Lucas Mary M, Schootman Mario, Laryea Jonathan A, Orcutt Sonia T, Li Chenghui, Ying Jun, Rumpel Jennifer A, Yang Christopher C
College of Computing and Informatics, Drexel University, Philadelphia, PA.
Division of Community Health and Research, Department of Internal Medicine, College of Medicine, the University of Arkansas for Medical Sciences, Springdale, AR.
JCO Clin Cancer Inform. 2024 Nov;8. doi: 10.1200/CCI.23.00194. Epub 2024 Oct 9.

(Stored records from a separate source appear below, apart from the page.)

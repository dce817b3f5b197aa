use anyhow::{anyhow, Context, Result};
use serde::Deserialize;
use std::fs;
use std::path::{Path, PathBuf};
use std::time::Duration;

const DEFAULT_SETTINGS_TOML: &str = include_str!("../settings.toml");

#[derive(Debug, Clone)]
pub struct Settings {
    pub endpoint: String,
    pub model: String,
    pub timeout_secs: u64,
    pub retry: bool,
    pub context_window: usize,
    pub workers: usize,
    pub session_dir: Option<String>,
    pub session_max_age_minutes: u64,
    pub soffice: String,
}

impl Default for Settings {
    fn default() -> Self {
        Self {
            endpoint: "http://localhost:11434".to_string(),
            model: "llava".to_string(),
            timeout_secs: 120,
            retry: true,
            context_window: 1,
            workers: 4,
            session_dir: None,
            session_max_age_minutes: 30,
            soffice: "soffice".to_string(),
        }
    }
}

impl Settings {
    pub fn request_timeout(&self) -> Duration {
        Duration::from_secs(self.timeout_secs.max(1))
    }

    pub fn session_max_age(&self) -> Duration {
        Duration::from_secs(self.session_max_age_minutes * 60)
    }
}

#[derive(Debug, Default, Deserialize)]
struct SettingsFile {
    captioner: Option<CaptionerSettings>,
    pipeline: Option<PipelineSettings>,
    session: Option<SessionSettings>,
    convert: Option<ConvertSettings>,
}

#[derive(Debug, Default, Deserialize)]
struct CaptionerSettings {
    endpoint: Option<String>,
    model: Option<String>,
    timeout_secs: Option<u64>,
    retry: Option<bool>,
}

#[derive(Debug, Default, Deserialize)]
struct PipelineSettings {
    context_window: Option<usize>,
    workers: Option<usize>,
}

#[derive(Debug, Default, Deserialize)]
struct SessionSettings {
    dir: Option<String>,
    max_age_minutes: Option<u64>,
}

#[derive(Debug, Default, Deserialize)]
struct ConvertSettings {
    soffice: Option<String>,
}

pub fn load_settings(extra_path: Option<&Path>) -> Result<Settings> {
    let mut settings = Settings::default();
    ensure_home_settings_file()?;

    let mut ordered_paths = Vec::new();
    ordered_paths.push(PathBuf::from("settings.toml"));
    ordered_paths.push(PathBuf::from("settings.local.toml"));

    if let Some(home) = home_dir() {
        ordered_paths.push(home.join("settings.toml"));
        ordered_paths.push(home.join("settings.local.toml"));
    }

    if let Some(extra) = extra_path {
        if !extra.exists() {
            return Err(anyhow!("settings file not found: {}", extra.display()));
        }
        ordered_paths.push(extra.to_path_buf());
    }

    for path in ordered_paths {
        if path.exists() {
            let content = fs::read_to_string(&path)
                .with_context(|| format!("failed to read settings: {}", path.display()))?;
            let parsed: SettingsFile = toml::from_str(&content)
                .with_context(|| format!("failed to parse settings: {}", path.display()))?;
            settings.merge(parsed);
        }
    }

    Ok(settings)
}

impl Settings {
    fn merge(&mut self, incoming: SettingsFile) {
        if let Some(captioner) = incoming.captioner {
            if let Some(endpoint) = captioner.endpoint {
                if !endpoint.trim().is_empty() {
                    self.endpoint = endpoint.trim_end_matches('/').to_string();
                }
            }
            if let Some(model) = captioner.model {
                if !model.trim().is_empty() {
                    self.model = model;
                }
            }
            if let Some(timeout) = captioner.timeout_secs {
                if timeout > 0 {
                    self.timeout_secs = timeout;
                }
            }
            if let Some(retry) = captioner.retry {
                self.retry = retry;
            }
        }
        if let Some(pipeline) = incoming.pipeline {
            if let Some(window) = pipeline.context_window {
                self.context_window = window;
            }
            if let Some(workers) = pipeline.workers {
                if workers > 0 {
                    self.workers = workers;
                }
            }
        }
        if let Some(session) = incoming.session {
            if let Some(dir) = session.dir {
                if !dir.trim().is_empty() {
                    self.session_dir = Some(dir);
                }
            }
            if let Some(age) = session.max_age_minutes {
                self.session_max_age_minutes = age;
            }
        }
        if let Some(convert) = incoming.convert {
            if let Some(soffice) = convert.soffice {
                if !soffice.trim().is_empty() {
                    self.soffice = soffice;
                }
            }
        }
    }
}

fn ensure_home_settings_file() -> Result<()> {
    let Some(home) = home_dir() else {
        return Ok(());
    };
    fs::create_dir_all(&home)
        .with_context(|| format!("failed to create settings directory: {}", home.display()))?;
    let path = home.join("settings.toml");
    if !path.exists() {
        fs::write(&path, DEFAULT_SETTINGS_TOML)
            .with_context(|| format!("failed to write settings: {}", path.display()))?;
    }
    Ok(())
}

fn home_dir() -> Option<PathBuf> {
    std::env::var("HOME").ok().and_then(|home| {
        let home = home.trim();
        if home.is_empty() {
            None
        } else {
            Some(Path::new(home).join(".slide-captioner"))
        }
    })
}
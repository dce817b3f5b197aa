//! Recursive image discovery over a slide's shape tree.

use anyhow::{anyhow, Context, Result};
use std::path::{Path, PathBuf};
use tracing::warn;

use crate::deck::{Deck, Frame, Shape, Slide};

/// Marker prefix on sentinel records for failed picture extractions.
pub const INVALID_PREFIX: &str = "INVALID: ";

/// One attempted extraction. `Saved` carries everything downstream stages
/// need (the file on disk plus the originating shape's geometry); `Invalid`
/// is the sentinel consumers must skip.
#[derive(Debug, Clone)]
pub enum Extraction {
    Saved(SavedImage),
    Invalid(String),
}

#[derive(Debug, Clone)]
pub struct SavedImage {
    pub file_name: String,
    pub frame: Frame,
}

/// Per-job extraction state: the images directory, the monotonic image index
/// shared across the whole file, and the invalid-image report. Owned by one
/// orchestrator instance, so concurrent jobs never contend.
pub struct RunContext {
    images_dir: PathBuf,
    next_index: usize,
    pub invalid_images: Vec<String>,
}

impl RunContext {
    pub fn new(images_dir: PathBuf) -> Self {
        Self {
            images_dir,
            next_index: 0,
            invalid_images: Vec::new(),
        }
    }

    pub fn images_dir(&self) -> &Path {
        &self.images_dir
    }

    /// Pre-order walk of one shape. Groups recurse into children in document
    /// order; pictures that fail to extract yield a sentinel and an
    /// invalid-image entry; other image-bearing shapes that fail are dropped
    /// silently — that asymmetry is deliberate policy, pictures are always
    /// accounted for while incidental containers are best-effort.
    pub fn drill(
        &mut self,
        deck: &Deck,
        slide: &Slide,
        shape: &Shape,
        slide_number: usize,
        name_prefix: &str,
    ) -> Vec<Extraction> {
        match shape {
            Shape::Group { children, .. } => children
                .iter()
                .flat_map(|child| self.drill(deck, slide, child, slide_number, name_prefix))
                .collect(),
            Shape::Picture {
                name,
                frame,
                rel_id,
            } => match self.save_shape_image(deck, slide, rel_id.as_deref(), name_prefix) {
                Ok(file_name) => vec![Extraction::Saved(SavedImage {
                    file_name,
                    frame: *frame,
                })],
                Err(err) => {
                    warn!(
                        "could not process image '{}' on slide {}: {}",
                        name, slide_number, err
                    );
                    self.invalid_images
                        .push(format!("Slide {}: {}", slide_number, name));
                    vec![Extraction::Invalid(format!("{}{}", INVALID_PREFIX, name))]
                }
            },
            Shape::Other { rel_id, frame, .. } => match rel_id {
                Some(rel_id) => {
                    match self.save_shape_image(deck, slide, Some(rel_id), name_prefix) {
                        Ok(file_name) => vec![Extraction::Saved(SavedImage {
                            file_name,
                            frame: *frame,
                        })],
                        Err(_) => Vec::new(),
                    }
                }
                None => Vec::new(),
            },
        }
    }

    fn save_shape_image(
        &mut self,
        deck: &Deck,
        slide: &Slide,
        rel_id: Option<&str>,
        name_prefix: &str,
    ) -> Result<String> {
        let rel_id = rel_id.ok_or_else(|| anyhow!("shape has no image relationship"))?;
        let payload = deck.image_payload(slide, rel_id)?;
        let file_name = format!("{}_{}.{}", name_prefix, self.next_index, payload.ext);
        let full_path = self.images_dir.join(&file_name);
        std::fs::write(&full_path, payload.bytes)
            .with_context(|| format!("failed to write image: {}", full_path.display()))?;
        self.next_index += 1;
        Ok(file_name)
    }
}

Machine learning algorithms are used for predictive modeling in medicine, but studies often do not evaluate or report on the potential biases of the models. Our purpose was to develop clinical prediction models for readmission after surgery in colorectal cancer (CRC) patients and to examine their potential for racial bias.

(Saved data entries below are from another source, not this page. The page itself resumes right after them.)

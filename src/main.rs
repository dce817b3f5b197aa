use anyhow::Result;
use clap::Parser;

#[derive(Parser, Debug)]
#[command(
    name = "slide-captioner",
    version,
    about = "Caption presentation images with a local vision-language model"
)]
struct Cli {
    /// Path to the input .ppt or .pptx file
    #[arg(long = "ppt", required_unless_present = "serve")]
    ppt: Option<String>,

    /// Directory to save session data
    #[arg(long = "out", default_value = "session_data")]
    out: String,

    /// Captioning model name
    #[arg(short = 'm', long = "model")]
    model: Option<String>,

    /// Captioning service base URL (default from settings)
    #[arg(long = "endpoint")]
    endpoint: Option<String>,

    /// Read extra settings from a local TOML file
    #[arg(short = 'r', long = "read-settings")]
    read_settings: Option<String>,

    /// Run the web form instead of processing one file
    #[arg(long = "serve")]
    serve: bool,

    /// Bind address for --serve
    #[arg(long = "addr", default_value = "127.0.0.1:8080")]
    addr: String,

    /// Enable verbose logging
    #[arg(long = "verbose")]
    verbose: bool,
}

#[tokio::main]
async fn main() -> Result<()> {
    let cli = Cli::parse();
    slide_captioner::logging::init(cli.verbose)?;

    if cli.serve {
        let settings_path = cli.read_settings.as_deref().map(std::path::Path::new);
        let settings = slide_captioner::settings::load_settings(settings_path)?;
        return slide_captioner::server::run_server(settings, cli.addr).await;
    }

    let Some(ppt) = cli.ppt else {
        return Err(anyhow::anyhow!("--ppt is required"));
    };
    let output = slide_captioner::run(slide_captioner::Config {
        ppt,
        out: cli.out,
        model: cli.model,
        endpoint: cli.endpoint,
        settings_path: cli.read_settings,
    })
    .await?;

    println!("{}", output);
    Ok(())
}
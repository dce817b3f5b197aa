use anyhow::{anyhow, Context, Result};
use quick_xml::escape::escape;
use quick_xml::events::Event;
use quick_xml::{Reader, Writer};
use std::io::Cursor;

use super::Frame;

const EMU_PER_INCH: i64 = 914_400;
/// Gap between the image's bottom edge and the caption box (0.1 inch).
const CAPTION_GAP: i64 = EMU_PER_INCH / 10;
/// Fixed caption box height (0.4 inch); no auto-resize.
const CAPTION_HEIGHT: i64 = EMU_PER_INCH * 4 / 10;

/// Builds a `<p:sp>` text-box fragment positioned under the given image
/// frame: anchored at its left edge, spanning its width, word-wrap on,
/// 10 pt italic black text on a white fill with a light-gray border.
/// `shape_id` must be unique within the slide; colliding or zero ids make
/// PowerPoint flag the file for repair.
pub fn caption_box(image_frame: Frame, caption: &str, shape_id: u32) -> String {
    let left = image_frame.left;
    let top = image_frame.top + image_frame.height + CAPTION_GAP;
    let width = image_frame.width;
    let text = escape(caption);

    format!(
        concat!(
            r#"<p:sp><p:nvSpPr><p:cNvPr id="{id}" name="CaptionBox"/>"#,
            r#"<p:cNvSpPr txBox="1"/><p:nvPr/></p:nvSpPr>"#,
            r#"<p:spPr><a:xfrm><a:off x="{left}" y="{top}"/><a:ext cx="{width}" cy="{height}"/></a:xfrm>"#,
            r#"<a:prstGeom prst="rect"><a:avLst/></a:prstGeom>"#,
            r#"<a:solidFill><a:srgbClr val="FFFFFF"/></a:solidFill>"#,
            r#"<a:ln><a:solidFill><a:srgbClr val="C8C8C8"/></a:solidFill></a:ln></p:spPr>"#,
            r#"<p:txBody><a:bodyPr wrap="square"><a:noAutofit/></a:bodyPr><a:lstStyle/>"#,
            r#"<a:p><a:r><a:rPr lang="en-US" sz="1000" i="1" dirty="0">"#,
            r#"<a:solidFill><a:srgbClr val="000000"/></a:solidFill></a:rPr>"#,
            r#"<a:t>{text}</a:t></a:r></a:p></p:txBody></p:sp>"#,
        ),
        id = shape_id,
        left = left,
        top = top,
        width = width,
        height = CAPTION_HEIGHT,
        text = text,
    )
}

/// Streams a slide's XML through unchanged, inserting the given shape
/// fragments immediately before `</p:spTree>`. Image shapes and everything
/// else keep their bytes; only the shape tree gains children.
pub fn inject_caption_boxes(xml: &[u8], fragments: &[String]) -> Result<Vec<u8>> {
    let mut reader = Reader::from_reader(Cursor::new(xml));
    reader.trim_text(false);
    let mut writer = Writer::new(Vec::new());
    let mut buf = Vec::new();
    let mut injected = false;

    loop {
        match reader.read_event_into(&mut buf) {
            Ok(Event::End(e)) => {
                if e.name().as_ref() == b"p:spTree" {
                    for fragment in fragments {
                        write_fragment(&mut writer, fragment)?;
                    }
                    injected = true;
                }
                writer.write_event(Event::End(e.to_owned()))?;
            }
            Ok(Event::Eof) => break,
            Ok(event) => {
                writer.write_event(event)?;
            }
            Err(err) => {
                return Err(anyhow!("failed to parse slide xml: {}", err));
            }
        }
        buf.clear();
    }

    if !injected {
        return Err(anyhow!("slide has no <p:spTree> element"));
    }
    Ok(writer.into_inner())
}

fn write_fragment(writer: &mut Writer<Vec<u8>>, fragment: &str) -> Result<()> {
    let mut reader = Reader::from_str(fragment);
    reader.trim_text(false);
    loop {
        match reader.read_event() {
            Ok(Event::Eof) => break,
            Ok(event) => {
                writer
                    .write_event(event)
                    .with_context(|| "failed to write caption fragment")?;
            }
            Err(err) => {
                return Err(anyhow!("malformed caption fragment: {}", err));
            }
        }
    }
    Ok(())
}

#[cfg(test)]
mod tests {
    use super::*;

    const SLIDE: &str = r#"<?xml version="1.0" encoding="UTF-8" standalone="yes"?>
<p:sld xmlns:a="http://schemas.openxmlformats.org/drawingml/2006/main" xmlns:r="http://schemas.openxmlformats.org/officeDocument/2006/relationships" xmlns:p="http://schemas.openxmlformats.org/presentationml/2006/main"><p:cSld><p:spTree><p:nvGrpSpPr><p:cNvPr id="1" name=""/><p:cNvGrpSpPr/><p:nvPr/></p:nvGrpSpPr><p:grpSpPr/></p:spTree></p:cSld></p:sld>"#;

    fn frame() -> Frame {
        Frame {
            left: 914_400,
            top: 1_828_800,
            width: 2_743_200,
            height: 914_400,
        }
    }

    #[test]
    fn caption_box_sits_below_the_image() {
        let fragment = caption_box(frame(), "a chart", 1001);
        assert!(fragment.contains(r#"<a:off x="914400" y="2834640"/>"#));
        assert!(fragment.contains(r#"cx="2743200""#));
        assert!(fragment.contains(r#"cy="365760""#));
        assert!(fragment.contains("<a:t>a chart</a:t>"));
        assert!(fragment.contains(r#"sz="1000" i="1""#));
    }

    #[test]
    fn caption_box_carries_the_given_shape_id() {
        let fragment = caption_box(frame(), "a chart", 1007);
        assert!(fragment.contains(r#"<p:cNvPr id="1007" name="CaptionBox"/>"#));
    }

    #[test]
    fn caption_text_is_xml_escaped() {
        let fragment = caption_box(frame(), r#"x < y & "z""#, 1001);
        assert!(fragment.contains("x &lt; y &amp; &quot;z&quot;"));
    }

    #[test]
    fn injection_adds_shapes_inside_the_tree() {
        let fragments = vec![
            caption_box(frame(), "first", 1001),
            caption_box(frame(), "second", 1002),
        ];
        let output = inject_caption_boxes(SLIDE.as_bytes(), &fragments).unwrap();
        let text = String::from_utf8(output).unwrap();

        let doc = roxmltree::Document::parse(&text).unwrap();
        let sp_count = doc
            .descendants()
            .filter(|n| n.is_element() && n.tag_name().name() == "sp")
            .count();
        assert_eq!(sp_count, 2);
        // fragments land before the closing tag, inside the tree
        assert!(text.find("first").unwrap() < text.find("</p:spTree>").unwrap());
    }

    #[test]
    fn injection_fails_without_a_shape_tree() {
        let xml = br#"<p:sld xmlns:p="http://schemas.openxmlformats.org/presentationml/2006/main"><p:cSld/></p:sld>"#;
        let fragments = vec![caption_box(frame(), "x", 1001)];
        assert!(inject_caption_boxes(xml, &fragments).is_err());
    }

    #[test]
    fn empty_fragment_list_keeps_the_slide_parseable() {
        let output = inject_caption_boxes(SLIDE.as_bytes(), &[]).unwrap();
        roxmltree::Document::parse(std::str::from_utf8(&output).unwrap()).unwrap();
    }
}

We used the 2012-2020 American College of Surgeons' National Surgical Quality Improvement Program (ACS-NSQIP) Participant Use File and Targeted Colectomy File. Patients were categorized into four race groups - White, Black or African American, Other, and Unknown/Not Reported. Potential predictive features were identified from studies of risk factors of 30-day readmission in CRC patients. We compared four machine learning-based methods - logistic regression (LR), multilayer perceptron (MLP), random forest (RF), and XGBoost (XGB). Model bias was assessed using false negative rate (FNR) difference, false positive rate (FPR) difference, and disparate impact.

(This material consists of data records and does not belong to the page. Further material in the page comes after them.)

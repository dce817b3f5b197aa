use anyhow::{anyhow, Result};
use roxmltree::{Document, Node};

use super::{A_NAMESPACE, P_NAMESPACE, R_NAMESPACE};

/// Grouped shapes nest, but document nesting is shallow in practice. Anything
/// deeper than this is treated as malformed and its children are ignored.
const MAX_GROUP_DEPTH: usize = 32;

/// Shape position and size in EMU (914,400 per inch).
#[derive(Debug, Clone, Copy, Default, PartialEq, Eq)]
pub struct Frame {
    pub left: i64,
    pub top: i64,
    pub width: i64,
    pub height: i64,
}

/// A positioned element on a slide. `Group` owns its children in document
/// order; `Picture` always references an image relationship; `Other` covers
/// text boxes, placeholders and graphic frames, some of which carry an image
/// relationship of their own (chart/SmartArt style containers).
#[derive(Debug, Clone)]
pub enum Shape {
    Group {
        name: String,
        frame: Frame,
        children: Vec<Shape>,
    },
    Picture {
        name: String,
        frame: Frame,
        /// Absent on malformed pictures; the extraction walker turns that
        /// into an invalid-image record rather than dropping the shape.
        rel_id: Option<String>,
    },
    Other {
        name: String,
        frame: Frame,
        rel_id: Option<String>,
        text: String,
    },
}

impl Shape {
    pub fn name(&self) -> &str {
        match self {
            Shape::Group { name, .. } => name,
            Shape::Picture { name, .. } => name,
            Shape::Other { name, .. } => name,
        }
    }

    /// Text rendered by the shape itself. Groups and pictures carry none.
    pub fn visible_text(&self) -> Option<&str> {
        match self {
            Shape::Other { text, .. } if !text.is_empty() => Some(text),
            _ => None,
        }
    }
}

/// Parses a slide's XML into its top-level shape tree.
pub fn parse_slide_shapes(xml_data: &[u8]) -> Result<Vec<Shape>> {
    let xml_str = std::str::from_utf8(xml_data)
        .map_err(|err| anyhow!("slide xml is not valid UTF-8: {}", err))?;
    let doc = Document::parse(xml_str)?;
    let root = doc.root_element();

    let c_sld = root
        .children()
        .find(|n| is_p_element(n, "cSld"))
        .ok_or_else(|| anyhow!("no <p:cSld> element in slide"))?;
    let sp_tree = c_sld
        .children()
        .find(|n| is_p_element(n, "spTree"))
        .ok_or_else(|| anyhow!("no <p:spTree> element in slide"))?;

    Ok(parse_children(&sp_tree, 0))
}

fn parse_children(parent: &Node, depth: usize) -> Vec<Shape> {
    let mut shapes = Vec::new();
    for node in parent.children().filter(Node::is_element) {
        if node.tag_name().namespace() != Some(P_NAMESPACE) {
            continue;
        }
        match node.tag_name().name() {
            "grpSp" => shapes.push(parse_group(&node, depth)),
            "pic" => shapes.push(parse_pic(&node)),
            "sp" | "graphicFrame" => shapes.push(parse_other(&node)),
            _ => {}
        }
    }
    shapes
}

fn parse_group(node: &Node, depth: usize) -> Shape {
    let children = if depth < MAX_GROUP_DEPTH {
        parse_children(node, depth + 1)
    } else {
        tracing::warn!(
            "group '{}' exceeds nesting limit; children ignored",
            shape_name(node)
        );
        Vec::new()
    };
    Shape::Group {
        name: shape_name(node),
        frame: shape_frame(node),
        children,
    }
}

fn parse_pic(node: &Node) -> Shape {
    Shape::Picture {
        name: shape_name(node),
        frame: shape_frame(node),
        rel_id: blip_rel_id(node),
    }
}

fn parse_other(node: &Node) -> Shape {
    Shape::Other {
        name: shape_name(node),
        frame: shape_frame(node),
        rel_id: blip_rel_id(node),
        text: shape_text(node),
    }
}

fn is_p_element(node: &Node, name: &str) -> bool {
    node.is_element()
        && node.tag_name().name() == name
        && node.tag_name().namespace() == Some(P_NAMESPACE)
}

/// Shape name from the non-visual properties (`<p:cNvPr name="..."/>`).
fn shape_name(node: &Node) -> String {
    node.children()
        .filter(|n| n.is_element() && n.tag_name().name().starts_with("nv"))
        .flat_map(|nv| nv.children().collect::<Vec<_>>())
        .find(|n| n.is_element() && n.tag_name().name() == "cNvPr")
        .and_then(|n| n.attribute("name"))
        .unwrap_or("unnamed")
        .to_string()
}

/// Geometry from the shape's own transform. The properties element differs
/// per shape kind (`spPr`, `grpSpPr`, or a bare `p:xfrm` on graphic frames),
/// so look for the first transform scoped to this shape, never a child's.
fn shape_frame(node: &Node) -> Frame {
    let xfrm = node
        .children()
        .filter(|n| {
            n.is_element() && matches!(n.tag_name().name(), "spPr" | "grpSpPr" | "xfrm")
        })
        .find_map(|props| {
            if props.tag_name().name() == "xfrm" {
                Some(props)
            } else {
                props
                    .children()
                    .find(|n| n.is_element() && n.tag_name().name() == "xfrm")
            }
        });

    let Some(xfrm) = xfrm else {
        return Frame::default();
    };

    let mut frame = Frame::default();
    for child in xfrm.children().filter(Node::is_element) {
        match child.tag_name().name() {
            "off" => {
                frame.left = attr_i64(&child, "x");
                frame.top = attr_i64(&child, "y");
            }
            "ext" => {
                frame.width = attr_i64(&child, "cx");
                frame.height = attr_i64(&child, "cy");
            }
            _ => {}
        }
    }
    frame
}

fn attr_i64(node: &Node, name: &str) -> i64 {
    node.attribute(name)
        .and_then(|value| value.parse().ok())
        .unwrap_or(0)
}

/// Image relationship id from the first `<a:blip r:embed="..."/>` below the
/// shape. Groups are excluded by the caller, so a descendant search cannot
/// pick up a nested shape's blip here.
fn blip_rel_id(node: &Node) -> Option<String> {
    node.descendants()
        .find(|n| {
            n.is_element()
                && n.tag_name().name() == "blip"
                && n.tag_name().namespace() == Some(A_NAMESPACE)
        })
        .and_then(|blip| {
            blip.attribute((R_NAMESPACE, "embed"))
                .or_else(|| blip.attribute("embed"))
        })
        .map(str::to_string)
}

/// Visible text: paragraphs joined by newlines, runs concatenated in order.
fn shape_text(node: &Node) -> String {
    let Some(tx_body) = node
        .descendants()
        .find(|n| n.is_element() && n.tag_name().name() == "txBody")
    else {
        return String::new();
    };

    let mut paragraphs = Vec::new();
    for p_node in tx_body.children().filter(|n| {
        n.is_element()
            && n.tag_name().name() == "p"
            && n.tag_name().namespace() == Some(A_NAMESPACE)
    }) {
        let mut paragraph = String::new();
        for t_node in p_node.descendants().filter(|n| {
            n.is_element()
                && n.tag_name().name() == "t"
                && n.tag_name().namespace() == Some(A_NAMESPACE)
        }) {
            if let Some(text) = t_node.text() {
                paragraph.push_str(text);
            }
        }
        paragraphs.push(paragraph);
    }
    paragraphs.join("\n")
}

In all, 112,077 patients were included, 67.2% of whom were White, 9.2% Black, 5.6% Other race, and 18% with race not recorded. There were significant differences in the AUROC, FPR and FNR between race groups across all models. Notably, patients in the 'Other' race category had higher FNR compared to Black patients in all but the XGB model, while Black patients had higher FPR than White patients in some models. Patients in the 'Other' category consistently had the lowest FPR. Applying the 80% rule for disparate impact, the models consistently met the threshold for unfairness for the 'Other' race category.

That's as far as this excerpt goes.